* Task directions: Filter the listing below down to the lines holding the word "eyebrow", and copy those lines.

|---|

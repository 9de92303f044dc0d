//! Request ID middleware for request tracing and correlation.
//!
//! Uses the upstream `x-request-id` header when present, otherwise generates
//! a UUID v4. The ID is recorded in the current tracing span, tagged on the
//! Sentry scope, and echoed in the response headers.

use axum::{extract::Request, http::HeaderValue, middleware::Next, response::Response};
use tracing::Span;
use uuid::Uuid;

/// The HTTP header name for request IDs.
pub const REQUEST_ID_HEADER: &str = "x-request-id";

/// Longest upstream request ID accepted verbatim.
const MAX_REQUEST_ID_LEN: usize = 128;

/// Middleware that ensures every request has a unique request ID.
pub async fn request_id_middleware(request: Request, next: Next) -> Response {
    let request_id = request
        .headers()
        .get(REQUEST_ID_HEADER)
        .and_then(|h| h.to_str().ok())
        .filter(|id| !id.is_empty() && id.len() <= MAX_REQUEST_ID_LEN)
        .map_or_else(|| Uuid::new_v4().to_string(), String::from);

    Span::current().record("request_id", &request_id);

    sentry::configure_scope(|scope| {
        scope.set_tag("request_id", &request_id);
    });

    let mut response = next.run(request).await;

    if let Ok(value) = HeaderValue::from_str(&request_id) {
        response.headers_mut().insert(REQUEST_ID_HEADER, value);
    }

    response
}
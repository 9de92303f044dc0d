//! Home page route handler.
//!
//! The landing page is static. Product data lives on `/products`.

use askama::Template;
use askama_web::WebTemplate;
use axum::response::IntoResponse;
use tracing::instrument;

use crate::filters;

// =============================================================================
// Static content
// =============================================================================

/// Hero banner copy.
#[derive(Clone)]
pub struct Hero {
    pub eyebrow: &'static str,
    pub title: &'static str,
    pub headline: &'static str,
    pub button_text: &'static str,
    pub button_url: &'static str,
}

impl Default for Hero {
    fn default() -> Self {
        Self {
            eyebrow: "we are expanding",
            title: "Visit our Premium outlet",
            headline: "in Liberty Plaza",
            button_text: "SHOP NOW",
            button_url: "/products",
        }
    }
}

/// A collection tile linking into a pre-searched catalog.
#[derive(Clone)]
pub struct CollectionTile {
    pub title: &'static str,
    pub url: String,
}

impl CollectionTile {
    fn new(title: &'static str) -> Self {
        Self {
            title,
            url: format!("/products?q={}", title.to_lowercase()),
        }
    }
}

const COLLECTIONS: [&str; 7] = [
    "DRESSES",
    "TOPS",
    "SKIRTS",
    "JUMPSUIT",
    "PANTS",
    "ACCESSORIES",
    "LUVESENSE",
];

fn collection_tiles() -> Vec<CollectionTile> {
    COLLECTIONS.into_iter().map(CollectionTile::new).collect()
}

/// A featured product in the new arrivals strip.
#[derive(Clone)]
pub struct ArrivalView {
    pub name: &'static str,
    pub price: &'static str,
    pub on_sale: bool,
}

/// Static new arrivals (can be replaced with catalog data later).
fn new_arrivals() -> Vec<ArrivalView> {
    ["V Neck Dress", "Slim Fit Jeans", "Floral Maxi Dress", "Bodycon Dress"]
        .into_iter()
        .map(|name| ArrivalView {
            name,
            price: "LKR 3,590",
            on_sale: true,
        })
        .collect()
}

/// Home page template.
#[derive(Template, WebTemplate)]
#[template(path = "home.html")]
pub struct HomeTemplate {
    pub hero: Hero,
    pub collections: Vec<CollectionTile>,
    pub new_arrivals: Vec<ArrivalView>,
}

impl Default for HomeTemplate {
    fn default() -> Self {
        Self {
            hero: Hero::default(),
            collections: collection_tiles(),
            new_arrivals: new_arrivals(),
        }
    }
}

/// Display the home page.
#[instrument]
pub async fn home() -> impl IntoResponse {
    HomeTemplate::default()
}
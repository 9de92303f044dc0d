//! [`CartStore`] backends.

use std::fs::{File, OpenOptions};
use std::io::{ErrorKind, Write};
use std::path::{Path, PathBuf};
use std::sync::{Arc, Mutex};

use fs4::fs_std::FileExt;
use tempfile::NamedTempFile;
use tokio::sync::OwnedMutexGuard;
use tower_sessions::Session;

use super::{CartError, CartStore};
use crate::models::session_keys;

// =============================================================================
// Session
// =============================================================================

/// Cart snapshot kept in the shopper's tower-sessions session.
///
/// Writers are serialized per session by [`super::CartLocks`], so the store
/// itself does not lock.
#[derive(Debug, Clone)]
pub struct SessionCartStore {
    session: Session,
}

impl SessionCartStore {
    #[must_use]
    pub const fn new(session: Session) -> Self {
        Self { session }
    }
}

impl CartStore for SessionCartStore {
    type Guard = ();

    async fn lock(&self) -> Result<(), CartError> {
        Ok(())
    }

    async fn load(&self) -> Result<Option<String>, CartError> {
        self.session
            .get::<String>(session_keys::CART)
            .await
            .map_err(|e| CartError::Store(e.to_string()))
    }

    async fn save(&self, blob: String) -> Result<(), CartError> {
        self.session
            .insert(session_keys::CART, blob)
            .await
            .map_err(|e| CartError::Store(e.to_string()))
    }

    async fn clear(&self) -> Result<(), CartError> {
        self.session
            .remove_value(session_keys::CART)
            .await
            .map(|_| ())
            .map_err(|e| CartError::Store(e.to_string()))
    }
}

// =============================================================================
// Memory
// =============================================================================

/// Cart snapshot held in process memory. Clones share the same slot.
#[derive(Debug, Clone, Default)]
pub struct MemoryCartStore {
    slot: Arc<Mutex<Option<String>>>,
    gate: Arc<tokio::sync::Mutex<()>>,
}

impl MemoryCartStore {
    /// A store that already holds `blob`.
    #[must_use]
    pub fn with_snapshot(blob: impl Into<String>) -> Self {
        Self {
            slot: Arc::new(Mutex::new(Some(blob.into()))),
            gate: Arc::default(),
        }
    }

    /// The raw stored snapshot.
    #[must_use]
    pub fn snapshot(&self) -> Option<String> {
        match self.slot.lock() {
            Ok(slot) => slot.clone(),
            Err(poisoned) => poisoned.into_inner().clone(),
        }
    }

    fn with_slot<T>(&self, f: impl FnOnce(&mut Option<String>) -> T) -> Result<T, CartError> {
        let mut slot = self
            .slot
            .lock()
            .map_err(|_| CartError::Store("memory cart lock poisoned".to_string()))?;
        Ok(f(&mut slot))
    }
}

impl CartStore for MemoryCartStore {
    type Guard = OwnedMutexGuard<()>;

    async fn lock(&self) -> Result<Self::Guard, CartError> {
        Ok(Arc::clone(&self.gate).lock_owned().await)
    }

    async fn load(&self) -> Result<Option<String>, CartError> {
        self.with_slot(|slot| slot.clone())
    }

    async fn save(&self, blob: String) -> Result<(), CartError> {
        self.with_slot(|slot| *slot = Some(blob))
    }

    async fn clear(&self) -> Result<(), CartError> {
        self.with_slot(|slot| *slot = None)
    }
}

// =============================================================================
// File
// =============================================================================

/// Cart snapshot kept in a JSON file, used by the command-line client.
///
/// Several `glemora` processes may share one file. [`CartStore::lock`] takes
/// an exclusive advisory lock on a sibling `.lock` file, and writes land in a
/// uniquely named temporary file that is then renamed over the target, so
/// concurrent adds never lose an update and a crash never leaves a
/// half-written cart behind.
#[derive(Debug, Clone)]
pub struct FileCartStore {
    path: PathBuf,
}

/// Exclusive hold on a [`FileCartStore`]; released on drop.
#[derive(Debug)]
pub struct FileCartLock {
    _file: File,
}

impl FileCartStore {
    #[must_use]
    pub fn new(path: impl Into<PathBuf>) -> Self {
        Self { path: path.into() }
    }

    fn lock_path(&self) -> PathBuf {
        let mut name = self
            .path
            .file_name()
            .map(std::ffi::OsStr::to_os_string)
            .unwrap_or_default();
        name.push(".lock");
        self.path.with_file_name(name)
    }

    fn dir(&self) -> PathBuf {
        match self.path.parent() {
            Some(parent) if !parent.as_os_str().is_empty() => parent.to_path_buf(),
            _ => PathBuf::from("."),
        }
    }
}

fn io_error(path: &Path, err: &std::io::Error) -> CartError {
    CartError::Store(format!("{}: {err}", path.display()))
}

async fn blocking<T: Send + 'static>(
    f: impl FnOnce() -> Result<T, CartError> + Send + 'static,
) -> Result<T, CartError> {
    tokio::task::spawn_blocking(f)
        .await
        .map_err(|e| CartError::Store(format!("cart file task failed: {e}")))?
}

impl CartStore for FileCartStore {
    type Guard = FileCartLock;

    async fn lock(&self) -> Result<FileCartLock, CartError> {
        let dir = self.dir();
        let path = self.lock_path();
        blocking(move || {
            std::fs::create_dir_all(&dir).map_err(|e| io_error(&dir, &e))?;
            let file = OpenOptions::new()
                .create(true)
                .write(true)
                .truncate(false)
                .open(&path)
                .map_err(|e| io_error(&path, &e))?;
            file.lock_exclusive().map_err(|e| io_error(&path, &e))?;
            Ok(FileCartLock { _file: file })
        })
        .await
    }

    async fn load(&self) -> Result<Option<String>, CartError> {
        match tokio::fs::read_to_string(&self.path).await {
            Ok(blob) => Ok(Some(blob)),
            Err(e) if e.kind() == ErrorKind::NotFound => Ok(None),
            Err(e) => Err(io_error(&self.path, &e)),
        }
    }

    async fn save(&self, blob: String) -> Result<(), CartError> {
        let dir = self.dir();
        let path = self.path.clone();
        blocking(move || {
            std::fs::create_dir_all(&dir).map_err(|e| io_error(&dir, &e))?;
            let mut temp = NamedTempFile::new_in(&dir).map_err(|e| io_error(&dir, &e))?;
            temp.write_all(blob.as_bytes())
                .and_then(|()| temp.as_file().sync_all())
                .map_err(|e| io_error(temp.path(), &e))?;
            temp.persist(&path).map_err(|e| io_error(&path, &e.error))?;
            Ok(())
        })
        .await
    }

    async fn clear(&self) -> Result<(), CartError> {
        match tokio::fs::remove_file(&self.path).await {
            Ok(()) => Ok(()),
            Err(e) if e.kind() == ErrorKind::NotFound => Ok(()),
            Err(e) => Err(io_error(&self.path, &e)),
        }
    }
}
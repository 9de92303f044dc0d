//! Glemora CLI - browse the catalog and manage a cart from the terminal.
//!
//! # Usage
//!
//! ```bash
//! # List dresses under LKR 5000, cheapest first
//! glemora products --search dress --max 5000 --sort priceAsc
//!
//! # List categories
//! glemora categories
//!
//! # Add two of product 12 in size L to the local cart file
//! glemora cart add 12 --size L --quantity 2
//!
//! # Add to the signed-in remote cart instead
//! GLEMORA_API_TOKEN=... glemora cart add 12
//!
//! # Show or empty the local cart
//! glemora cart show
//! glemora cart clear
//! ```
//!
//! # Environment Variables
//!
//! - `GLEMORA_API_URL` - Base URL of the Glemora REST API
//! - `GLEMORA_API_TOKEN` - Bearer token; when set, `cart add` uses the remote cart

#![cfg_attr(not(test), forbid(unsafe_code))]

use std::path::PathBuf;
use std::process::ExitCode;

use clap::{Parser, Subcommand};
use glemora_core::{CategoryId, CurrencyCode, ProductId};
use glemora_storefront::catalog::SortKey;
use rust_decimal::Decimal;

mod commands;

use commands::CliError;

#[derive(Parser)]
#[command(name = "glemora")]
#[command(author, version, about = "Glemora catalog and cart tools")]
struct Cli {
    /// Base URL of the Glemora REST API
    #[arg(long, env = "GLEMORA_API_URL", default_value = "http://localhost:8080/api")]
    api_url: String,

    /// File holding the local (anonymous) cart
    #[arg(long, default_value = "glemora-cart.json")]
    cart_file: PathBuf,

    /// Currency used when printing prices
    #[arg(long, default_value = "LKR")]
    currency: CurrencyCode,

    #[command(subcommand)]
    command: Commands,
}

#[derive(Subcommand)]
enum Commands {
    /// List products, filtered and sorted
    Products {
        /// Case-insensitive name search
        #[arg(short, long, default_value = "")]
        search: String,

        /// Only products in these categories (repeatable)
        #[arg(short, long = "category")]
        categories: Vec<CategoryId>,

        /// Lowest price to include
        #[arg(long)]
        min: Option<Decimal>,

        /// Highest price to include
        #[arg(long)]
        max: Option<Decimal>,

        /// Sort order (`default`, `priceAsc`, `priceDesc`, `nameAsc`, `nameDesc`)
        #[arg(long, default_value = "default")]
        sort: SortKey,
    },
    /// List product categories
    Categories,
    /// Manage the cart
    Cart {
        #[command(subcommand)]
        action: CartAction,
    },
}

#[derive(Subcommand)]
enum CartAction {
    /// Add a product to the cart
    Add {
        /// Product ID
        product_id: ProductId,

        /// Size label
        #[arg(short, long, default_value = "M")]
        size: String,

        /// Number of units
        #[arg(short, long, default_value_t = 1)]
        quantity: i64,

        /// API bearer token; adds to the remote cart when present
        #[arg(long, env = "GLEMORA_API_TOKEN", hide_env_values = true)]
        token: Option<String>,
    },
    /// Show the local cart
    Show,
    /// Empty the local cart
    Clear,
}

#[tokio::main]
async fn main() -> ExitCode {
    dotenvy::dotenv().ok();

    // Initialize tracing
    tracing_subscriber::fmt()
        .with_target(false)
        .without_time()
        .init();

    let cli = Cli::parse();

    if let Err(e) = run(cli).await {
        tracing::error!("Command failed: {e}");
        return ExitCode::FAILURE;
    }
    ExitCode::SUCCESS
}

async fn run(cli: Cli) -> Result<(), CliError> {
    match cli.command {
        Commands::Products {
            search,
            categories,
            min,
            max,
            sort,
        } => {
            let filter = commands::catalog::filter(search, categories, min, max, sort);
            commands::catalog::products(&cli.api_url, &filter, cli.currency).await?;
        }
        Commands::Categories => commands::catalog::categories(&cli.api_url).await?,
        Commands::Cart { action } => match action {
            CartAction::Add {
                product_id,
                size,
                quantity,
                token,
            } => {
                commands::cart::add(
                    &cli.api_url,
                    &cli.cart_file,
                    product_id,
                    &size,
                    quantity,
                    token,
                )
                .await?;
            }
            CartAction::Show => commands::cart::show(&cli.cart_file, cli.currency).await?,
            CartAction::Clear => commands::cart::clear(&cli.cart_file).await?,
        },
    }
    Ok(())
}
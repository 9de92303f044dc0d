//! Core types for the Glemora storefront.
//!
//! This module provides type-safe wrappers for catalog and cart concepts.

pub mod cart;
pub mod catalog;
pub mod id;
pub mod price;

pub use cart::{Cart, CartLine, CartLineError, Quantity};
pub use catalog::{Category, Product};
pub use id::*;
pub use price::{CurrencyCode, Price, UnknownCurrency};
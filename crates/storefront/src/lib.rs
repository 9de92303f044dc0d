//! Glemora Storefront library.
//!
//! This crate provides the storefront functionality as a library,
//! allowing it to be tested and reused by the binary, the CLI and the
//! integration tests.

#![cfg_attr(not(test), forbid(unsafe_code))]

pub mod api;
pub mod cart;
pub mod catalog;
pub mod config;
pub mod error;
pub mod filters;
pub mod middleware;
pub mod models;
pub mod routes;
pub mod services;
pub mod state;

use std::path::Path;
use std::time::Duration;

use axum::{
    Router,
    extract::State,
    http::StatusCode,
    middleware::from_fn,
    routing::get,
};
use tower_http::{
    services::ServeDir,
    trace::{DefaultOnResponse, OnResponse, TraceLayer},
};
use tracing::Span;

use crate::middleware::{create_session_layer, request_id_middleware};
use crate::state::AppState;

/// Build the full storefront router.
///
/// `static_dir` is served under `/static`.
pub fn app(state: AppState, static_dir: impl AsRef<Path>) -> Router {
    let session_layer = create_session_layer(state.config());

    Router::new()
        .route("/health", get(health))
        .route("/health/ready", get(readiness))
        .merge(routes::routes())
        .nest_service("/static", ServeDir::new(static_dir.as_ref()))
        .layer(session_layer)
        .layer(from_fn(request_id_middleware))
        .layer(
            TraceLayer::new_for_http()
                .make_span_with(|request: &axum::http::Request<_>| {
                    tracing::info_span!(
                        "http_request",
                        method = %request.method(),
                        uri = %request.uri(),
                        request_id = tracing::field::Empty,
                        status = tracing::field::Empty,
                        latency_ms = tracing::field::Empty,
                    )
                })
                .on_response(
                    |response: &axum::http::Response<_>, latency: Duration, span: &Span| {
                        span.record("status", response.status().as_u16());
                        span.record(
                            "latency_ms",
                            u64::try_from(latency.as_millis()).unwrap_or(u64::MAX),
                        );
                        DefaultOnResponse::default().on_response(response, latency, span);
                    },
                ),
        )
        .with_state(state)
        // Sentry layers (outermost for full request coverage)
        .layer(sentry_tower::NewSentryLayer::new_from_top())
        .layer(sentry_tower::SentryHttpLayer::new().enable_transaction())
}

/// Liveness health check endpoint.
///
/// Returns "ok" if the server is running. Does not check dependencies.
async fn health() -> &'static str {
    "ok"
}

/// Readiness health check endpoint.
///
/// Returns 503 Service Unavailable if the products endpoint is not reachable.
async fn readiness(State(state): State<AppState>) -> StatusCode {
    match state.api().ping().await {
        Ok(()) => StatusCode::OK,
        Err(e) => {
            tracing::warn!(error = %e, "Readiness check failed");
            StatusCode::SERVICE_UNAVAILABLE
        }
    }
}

|---|

* Written response:
    pub eyebrow: &'static str,
            eyebrow: "we are expanding",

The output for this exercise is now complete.